I wrote a lot after talking to people in Hackleburg, Pleasant Grove, Joppa, Pratt City, Smithfield Estates, Rainsville, and many other small and larger communities. There was something like 340-plus killed across several states, with the most (more than 240) in Alabama.
In my interviews that question was always in my mind: ‘What’s going on inside your head?’ How are you going to cope with the total annihilation of everything you own, or the loss of loved ones?”
I’m not sure I was that direct in asking the questions but I believe I found the answers: in the sound of bulldozers, funeral processions, hammer on wood. and chainsaws. The rescue personnel, again from here and out of state.
That was the answer. But as those, who follow my blog know, I keep looking for bigger, different answers as well. What is our purpose? Why is there such suffering in the world?
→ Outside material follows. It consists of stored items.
//! Diff: the symmetric set difference of two stores' name listings (spec
//! section 4.4).

use crate::context::Context;
use crate::error::Result;
use crate::store::Store;
use std::collections::BTreeSet;

/// Two sorted listings: names only `source` has, and names only `dest` has.
/// Empty iff `source` and `dest` contain the same names.
pub struct DiffReport {
    pub source_only: Vec<String>,
    pub dest_only: Vec<String>,
}

impl DiffReport {
    pub fn is_empty(&self) -> bool {
        self.source_only.is_empty() && self.dest_only.is_empty()
    }
}

pub async fn diff<A, B>(source: &A, dest: &B, ctx: &Context) -> Result<DiffReport>
where
    A: Store + ?Sized,
    B: Store + ?Sized,
{
    ctx.check()?;
    let source_names: BTreeSet<String> = source.search(ctx, "").await?.names().into_iter().collect();
    let dest_names: BTreeSet<String> = dest.search(ctx, "").await?.names().into_iter().collect();
    Ok(DiffReport {
        source_only: source_names.difference(&dest_names).cloned().collect(),
        dest_only: dest_names.difference(&source_names).cloned().collect(),
    })
}

#[cfg(test)]
mod tests {
    use super::*;
    use crate::file::File;
    use crate::ops::put::put;
    use crate::store::local::LocalDiskStore;
    use std::io::Cursor;

    #[tokio::test]
    async fn diff_of_identical_stores_is_empty() {
        let src_dir = tempfile::tempdir().unwrap();
        let dst_dir = tempfile::tempdir().unwrap();
        let source = LocalDiskStore::new(src_dir.path()).await.unwrap();
        let dest = LocalDiskStore::new(dst_dir.path()).await.unwrap();
        let ctx = Context::new();

        let report = diff(&source, &dest, &ctx).await.unwrap();
        assert!(report.is_empty());
    }

    #[tokio::test]
    async fn diff_reports_names_unique_to_each_side() {
        let src_dir = tempfile::tempdir().unwrap();
        let dst_dir = tempfile::tempdir().unwrap();
        let source = LocalDiskStore::new(src_dir.path()).await.unwrap();
        let dest = LocalDiskStore::new(dst_dir.path()).await.unwrap();
        let ctx = Context::new();

        let file = File::from_body("stdin", Box::new(Cursor::new(b"test".to_vec())), chrono::Utc::now())
            .await
            .unwrap();
        put(&source, &ctx, file, None).await.unwrap();

        let report = diff(&source, &dest, &ctx).await.unwrap();
        assert!(!report.is_empty());
        assert_eq!(report.dest_only.len(), 0);
        assert_eq!(report.source_only.len(), 2);
    }
}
Is it like what T Bone Burnett sings in the song, ‘Trap Door?’
You’ve got to suffer to know compassion You can’t want nothing if you want satisfaction
What’s going on inside your head Mike?
Today wasn’t the best day as noted earlier. My brain function feels sluggish. My head is buzzing a bit, which it is prone to do. My memory is fair. I’m shuffling when I walk. My basketball game? Not good at all.
It’s happened before and it will pass.
As long as I am chronicling this. I often get what feels like a low-tiered burning sensation on the right side surface of my ever-growing belly. I’ve kind of written it off as my skin reacting–stretching — to accommodate my new size. (Which, I am working to get off — about 20 lbs.)
I had fallen to one basketball game a week and am now back at 2 a week. Progress. My diet needs to get better. I have so many tips on diets, it’s like I blend them together and pretty soon I’m eating more, not less. (Thanks for the lemon meringue pastry Chez Fon Fon, dessert after eating what appeared to be a half-pound burger). So good. So not so good for me right now. (Of course, my internal argument spurred on by my remaining neurons is this: ‘You want some meringue pastry lavished with whipped cream, you should get it.’ I am quite susceptible to that argument.
Fear of leaving my grown-up children, Hannnah, Emily and Claire, my super supportive wife, Catherine, my siblings Julie and David, my parents, friends. Gus my dog. Nieces nephews. Inlaws, outlaws. The Earth!
There is fear, fear of losing.
Tornado victims can lose it all in a moment. Lewy body dementia takes it all away bit by bit.
At least I have the bits. And pieces. I am thankful for that.
I’m looking outside as I wrap this up. It’s still clear and pleasant outside. No sign of bad weather here in Birmingham. Good weather for now to be under it.